- **WHAT YOU SHOULD DO**
What you return must be every line below that includes the word "Some".

Dataset excerpts:
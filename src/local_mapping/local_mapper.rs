//! LocalMapper - background mapping stage.
//!
//! Consumes new-keyframe ids from tracking and folds each keyframe into the
//! map's derived structures: covisibility edges, spanning-tree repair, and
//! the place-recognition index. Geometric refinement (triangulation, local
//! bundle adjustment) is delegated to external components.
//!
//! The loop honors the cooperative stop/finish protocol between work units:
//! a pause request parks the thread with `stopped` published, and the
//! orchestrator's frame path relies on that flag before freezing the map.

use std::sync::Arc;
use std::time::Duration;

use crossbeam_channel::{Receiver, RecvTimeoutError, Sender};
use tracing::{debug, info};

use crate::map::{bow_from_descriptors, KeyframeId};
use crate::system::{SharedState, StageControl};

/// Flow control threshold: above this queue depth, signal tracking to stop
/// creating keyframes.
const MAX_QUEUE_SIZE: usize = 3;

/// Timeout for receiving keyframes; bounds the latency of stop/finish checks.
const RECV_TIMEOUT: Duration = Duration::from_millis(100);

/// Background mapping stage.
pub struct LocalMapper {
    shared: Arc<SharedState>,
    control: Arc<StageControl>,

    /// Forwarding channel to the loop-closing stage.
    lc_sender: Option<Sender<KeyframeId>>,
}

impl LocalMapper {
    pub fn new(
        shared: Arc<SharedState>,
        control: Arc<StageControl>,
        lc_sender: Option<Sender<KeyframeId>>,
    ) -> Self {
        Self {
            shared,
            control,
            lc_sender,
        }
    }

    /// Main stage loop: runs until finish is requested or the channel closes.
    pub fn run(&mut self, kf_receiver: Receiver<KeyframeId>) {
        info!("local mapping thread started");

        loop {
            if self.control.finish_requested() {
                break;
            }

            // Park here while the orchestrator holds the stage stopped.
            self.control.honor_stop();
            if self.control.finish_requested() {
                break;
            }

            self.shared
                .set_keyframe_creation_paused(kf_receiver.len() > MAX_QUEUE_SIZE);

            match kf_receiver.recv_timeout(RECV_TIMEOUT) {
                Ok(kf_id) => self.process_keyframe(kf_id),
                Err(RecvTimeoutError::Timeout) => continue,
                Err(RecvTimeoutError::Disconnected) => break,
            }
        }

        self.shared.set_keyframe_creation_paused(false);
        self.control.set_finished();
        info!("local mapping thread exiting");
    }

    /// Fold one keyframe into the map's derived structures.
    fn process_keyframe(&mut self, kf_id: KeyframeId) {
        {
            let mut map = self.shared.map.write();
            map.update_connections(kf_id);
        }

        let bow = {
            let map = self.shared.map.read();
            map.keyframe(kf_id)
                .filter(|kf| !kf.is_bad)
                .map(|kf| bow_from_descriptors(&kf.descriptors))
        };
        if let Some(bow) = bow {
            self.shared.keyframe_db.write().add(kf_id, bow);
        }

        if let Some(sender) = &self.lc_sender {
            let _ = sender.try_send(kf_id);
        }
        debug!(%kf_id, "keyframe processed");
    }
}

#[cfg(test)]
mod tests {
    use super::*;
    use crossbeam_channel::bounded;
    use crate::features::{DenseMatrix, KeyPoint, MatDepth};
    use crate::geometry::SE3;
    use crate::system::WorkerStage;

    #[test]
    fn test_processes_keyframes_and_finishes() {
        let shared = SharedState::new();
        let kf_id = {
            let mut map = shared.map.write();
            map.create_keyframe(
                0.0,
                SE3::identity(),
                vec![KeyPoint::default(); 2],
                DenseMatrix::zeros(2, 32, MatDepth::U8),
            )
        };

        let control = Arc::new(StageControl::new());
        let (tx, rx) = bounded(8);
        let (lc_tx, lc_rx) = bounded(8);

        let mut mapper = LocalMapper::new(shared.clone(), control.clone(), Some(lc_tx));
        let handle = std::thread::spawn(move || mapper.run(rx));

        tx.send(kf_id).unwrap();
        // The keyframe must land in the index and be forwarded.
        let forwarded = lc_rx.recv_timeout(Duration::from_secs(2)).unwrap();
        assert_eq!(forwarded, kf_id);
        assert_eq!(shared.keyframe_db.read().len(), 1);

        control.request_finish();
        handle.join().unwrap();
        assert!(control.is_finished());
    }

    #[test]
    fn test_stop_parks_the_stage() {
        let shared = SharedState::new();
        let control = Arc::new(StageControl::new());
        let (_tx, rx) = bounded::<KeyframeId>(8);

        let mut mapper = LocalMapper::new(shared, control.clone(), None);
        let handle = std::thread::spawn(move || mapper.run(rx));

        control.request_stop();
        let deadline = std::time::Instant::now() + Duration::from_secs(2);
        while !control.is_stopped() && std::time::Instant::now() < deadline {
            std::thread::sleep(Duration::from_millis(1));
        }
        assert!(control.is_stopped());

        control.release();
        control.request_finish();
        handle.join().unwrap();
    }
}
//! System configuration.
//!
//! Plain data; parsing settings from files is left to the embedding
//! application.

use std::path::PathBuf;

/// Sensor modality the system is configured for.
///
/// Each modality has its own frame entry point; calling a mismatched one is
/// a caller-side programming error and fatal.
#[derive(Debug, Clone, Copy, PartialEq, Eq)]
pub enum Sensor {
    Monocular,
    Stereo,
    Rgbd,
}

impl std::fmt::Display for Sensor {
    fn fmt(&self, f: &mut std::fmt::Formatter<'_>) -> std::fmt::Result {
        match self {
            Sensor::Monocular => write!(f, "monocular"),
            Sensor::Stereo => write!(f, "stereo"),
            Sensor::Rgbd => write!(f, "rgbd"),
        }
    }
}

/// Construction-time configuration of the system.
#[derive(Debug, Clone)]
pub struct SystemConfig {
    /// Sensor modality the frame entry points are validated against.
    pub sensor: Sensor,

    /// Trained vocabulary blob; when set, failure to load it is fatal.
    pub vocabulary_path: Option<PathBuf>,

    /// Map file used by `start_in_localization_mode`.
    pub map_path: Option<PathBuf>,

    /// Load the map file at startup and begin in localization-only mode.
    pub start_in_localization_mode: bool,

    /// Insert a keyframe every this many frames while mapping.
    pub keyframe_interval: usize,
}

impl SystemConfig {
    pub fn new(sensor: Sensor) -> Self {
        Self {
            sensor,
            vocabulary_path: None,
            map_path: None,
            start_in_localization_mode: false,
            keyframe_interval: 5,
        }
    }
}

impl Default for SystemConfig {
    fn default() -> Self {
        Self::new(Sensor::Monocular)
    }
}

- **PROBLEM SOLUTION**
        if let Some(bow) = bow {
        if let Some(sender) = &self.lc_sender {
        let mut mapper = LocalMapper::new(shared.clone(), control.clone(), Some(lc_tx));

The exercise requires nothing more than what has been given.